Part A -
Problem 1 -
Compute the following convolutions - Since we have unit step functions available to express functions that are 0 for t < 0, you should be able to easily express your answers for parts (a) and (b) a single line, without a giant "conditional statement". Part (c) has three regions; you should still be able to express your answer in one line by employing a difference of unit step functions.
(a) exp(-2t)u(t) * exp(-4t)u(t)
(b) exp(-2t)u(t) * exp(-2t)u(t)
(c) [u(t) - u(t-2π)] sin(t)u(t)
Problem 2 -
For each pair of signals on the left, select the signal on the right that is the convolution of the two signals. Not all of the signals on the right will be used, and some may be used more than once.
Part B -
Problem 1 -
Now that you're getting the hang on an amazing property of transmission lines with sinusoidal signals, we will explore another method of matching called series-stub matching. Consider the below diagram. A 40 Ω transmission line must be matched to an antenna. The antenna is characterized by a 50 Ω resistor in series with a 10/(3π) pF capacitor. The antenna is connected to a feeder transmission line that has impedance of 100 Ω and is exactly one-quarter wavelength long. To match that antenna and feeder line to the 40 Ω power transmission line and eliminate reflections, you connect a series transmission line at the end of the quarter-wave segment. This stub is shorted at the end.
a. What is the smallest length Lstub that produces a perfect match, meaning that any voltage from the generator (the generator is off the left edge of the diagram) does not return to the generator? Your answer should be as a fraction of a wavelength.
b. You designed this circuit for a 3 GHz wi-fi transceiver. What is the voltage standing wave ratio at 3 GHz on the input section of the transmission line (that's the section leading to the generator)?
c. The circuit has been built and is sitting on your lab bench. But your annoying professor just decided to switch to a different frequency, and wants to try out 2 GHz. Since you've taken 3025 and remember a really fun homework assignment, you know that series-stud matching only works at one frequency, so you need to calculate how well it will match at this new frequency.

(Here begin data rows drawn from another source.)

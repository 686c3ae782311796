//! File logging.
//!
//! The terminal belongs to the UI, so events go to a daily-rotated file at
//! `~/.lane-runner/logs/lane-runner.log`. Filtering follows `RUST_LOG`
//! (default `info`), e.g. `RUST_LOG=lane_runner::runner=debug` to trace
//! spawns and pickups.

use super::paths;
use std::io;
use tracing_subscriber::{fmt, layer::SubscriberExt, util::SubscriberInitExt, EnvFilter, Layer};

/// Install the global subscriber. Call once, before entering raw mode, so a
/// failure can still be reported on stderr.
pub fn init() -> io::Result<()> {
    let logs_dir = paths::logs_dir()?;
    let filter = EnvFilter::try_from_default_env().unwrap_or_else(|_| EnvFilter::new("info"));

    let file_appender = tracing_appender::rolling::daily(logs_dir, "lane-runner.log");
    let file_layer = fmt::layer()
        .with_writer(file_appender)
        .with_ansi(false)
        .with_target(true)
        .with_line_number(true)
        .with_filter(filter);

    tracing_subscriber::registry()
        .with(file_layer)
        .try_init()
        .map_err(|e| io::Error::new(io::ErrorKind::AlreadyExists, e))
}
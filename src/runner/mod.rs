//! The runner loop: lanes, entities, spawning, collisions, the player and
//! the session that ties them together.

pub mod collision;
pub mod config;
pub mod entity;
pub mod lane;
pub mod player;
pub mod projection;
pub mod session;
pub mod spawner;
pub mod timer;

pub use config::{ProgressWindow, RunnerConfig, MAX_FRAME_MS};
pub use entity::{Coin, EntityArena, EntityId, Obstacle, ObstacleKind, TrackLine, Traversal, Traversing};
pub use lane::Lane;
pub use player::{Gesture, Player, Swipe, SwipeOutcome};
pub use session::{RunnerEvent, Session, SessionState};
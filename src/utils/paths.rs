//! Locations under ~/.lane-runner/.

use std::fs;
use std::io;
use std::path::PathBuf;

/// Get the ~/.lane-runner/ directory path, creating it if needed.
pub fn runner_dir() -> io::Result<PathBuf> {
    let home_dir = dirs::home_dir().ok_or_else(|| {
        io::Error::new(
            io::ErrorKind::NotFound,
            "Could not determine home directory",
        )
    })?;
    let dir = home_dir.join(".lane-runner");
    fs::create_dir_all(&dir)?;
    Ok(dir)
}

/// Get the log directory, creating it if needed.
pub fn logs_dir() -> io::Result<PathBuf> {
    let dir = runner_dir()?.join("logs");
    fs::create_dir_all(&dir)?;
    Ok(dir)
}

What is the VSWR if you use the same circuit board you've built, but inject 2 GHz instead?
d. This is not part of the homework, but some food for thought: What do you think determines the "bandwidth", i.e. how quickly or slowly the quality of the match falls off as you move away from 3 GHz? Can you think of any ways to either increase or decrease the bandwidth?
Problem 2 -
So you build the circuit in part 1(b). But everything in your design assumed that the transmission line would be lossless. But you've taken 3025 and remember a really fun homework assignment, so you know that board fabrication is never precisely what you designed, anyways. So you decide to take some high frequency measurements and find the following transmission line parameters at 3 GHL: L = 10.1 nH/cm, C = 1.1 pF/cm
a. What is the characteristic impedance?
b. You then realize that you should also measure the losses, too. So with additional high frequency measurements, you calculate that G = 0.014 5/cm, R = 143.5 Ω /cm. What is the characteristic impedance including the losses?
c. What is the propagation constant y?
d. For a transmission line 10 cm long, how much will a 1 V signal attenuate?